EXERCISE: Pick out each line below containing "hash".

Collected data:
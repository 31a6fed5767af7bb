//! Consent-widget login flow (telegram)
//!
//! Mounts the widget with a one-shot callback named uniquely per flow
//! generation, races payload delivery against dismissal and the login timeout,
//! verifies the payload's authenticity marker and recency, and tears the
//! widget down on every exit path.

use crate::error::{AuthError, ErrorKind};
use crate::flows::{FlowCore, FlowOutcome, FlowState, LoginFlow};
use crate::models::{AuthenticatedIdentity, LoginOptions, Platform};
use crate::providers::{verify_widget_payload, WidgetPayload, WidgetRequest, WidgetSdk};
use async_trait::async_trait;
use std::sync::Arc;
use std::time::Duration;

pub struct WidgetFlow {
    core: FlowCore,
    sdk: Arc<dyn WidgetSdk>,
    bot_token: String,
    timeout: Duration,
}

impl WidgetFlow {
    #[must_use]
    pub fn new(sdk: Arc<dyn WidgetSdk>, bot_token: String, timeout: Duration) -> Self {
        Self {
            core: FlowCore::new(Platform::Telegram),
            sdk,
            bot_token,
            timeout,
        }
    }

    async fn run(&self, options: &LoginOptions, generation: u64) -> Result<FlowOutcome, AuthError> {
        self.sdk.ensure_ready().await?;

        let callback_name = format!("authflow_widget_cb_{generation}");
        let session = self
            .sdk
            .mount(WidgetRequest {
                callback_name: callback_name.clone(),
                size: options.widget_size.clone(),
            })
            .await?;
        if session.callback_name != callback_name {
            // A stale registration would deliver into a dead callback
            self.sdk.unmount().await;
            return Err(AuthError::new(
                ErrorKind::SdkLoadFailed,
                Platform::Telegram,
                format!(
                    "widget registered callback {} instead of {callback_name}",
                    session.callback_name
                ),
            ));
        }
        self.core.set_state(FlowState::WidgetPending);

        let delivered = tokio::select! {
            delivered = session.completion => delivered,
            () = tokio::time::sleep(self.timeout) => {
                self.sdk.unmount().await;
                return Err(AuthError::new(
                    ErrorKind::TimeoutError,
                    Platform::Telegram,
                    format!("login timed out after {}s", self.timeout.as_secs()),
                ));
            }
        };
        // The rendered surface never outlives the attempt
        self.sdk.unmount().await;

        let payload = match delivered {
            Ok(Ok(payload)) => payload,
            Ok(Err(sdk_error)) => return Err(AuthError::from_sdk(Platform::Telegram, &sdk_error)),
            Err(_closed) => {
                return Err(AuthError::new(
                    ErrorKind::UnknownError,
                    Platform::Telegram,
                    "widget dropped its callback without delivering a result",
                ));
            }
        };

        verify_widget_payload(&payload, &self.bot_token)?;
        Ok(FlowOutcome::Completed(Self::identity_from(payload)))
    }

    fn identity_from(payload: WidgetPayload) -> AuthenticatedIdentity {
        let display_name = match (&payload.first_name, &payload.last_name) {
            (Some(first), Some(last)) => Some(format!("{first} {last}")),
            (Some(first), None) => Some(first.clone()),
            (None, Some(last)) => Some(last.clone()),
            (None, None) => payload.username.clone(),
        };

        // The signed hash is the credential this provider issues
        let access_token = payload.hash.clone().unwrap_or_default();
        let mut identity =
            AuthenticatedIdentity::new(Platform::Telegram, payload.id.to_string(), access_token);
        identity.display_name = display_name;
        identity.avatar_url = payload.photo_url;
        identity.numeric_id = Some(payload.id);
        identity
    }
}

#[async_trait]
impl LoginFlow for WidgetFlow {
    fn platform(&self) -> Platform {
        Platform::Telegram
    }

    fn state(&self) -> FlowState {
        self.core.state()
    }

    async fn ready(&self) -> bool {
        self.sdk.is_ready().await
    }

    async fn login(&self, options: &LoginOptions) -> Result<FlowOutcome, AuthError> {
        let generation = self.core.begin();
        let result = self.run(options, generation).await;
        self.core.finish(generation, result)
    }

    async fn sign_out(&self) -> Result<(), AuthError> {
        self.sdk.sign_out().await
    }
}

SOLUTION FOR THIS EXERCISE:
        // The signed hash is the credential this provider issues
        let access_token = payload.hash.clone().unwrap_or_default();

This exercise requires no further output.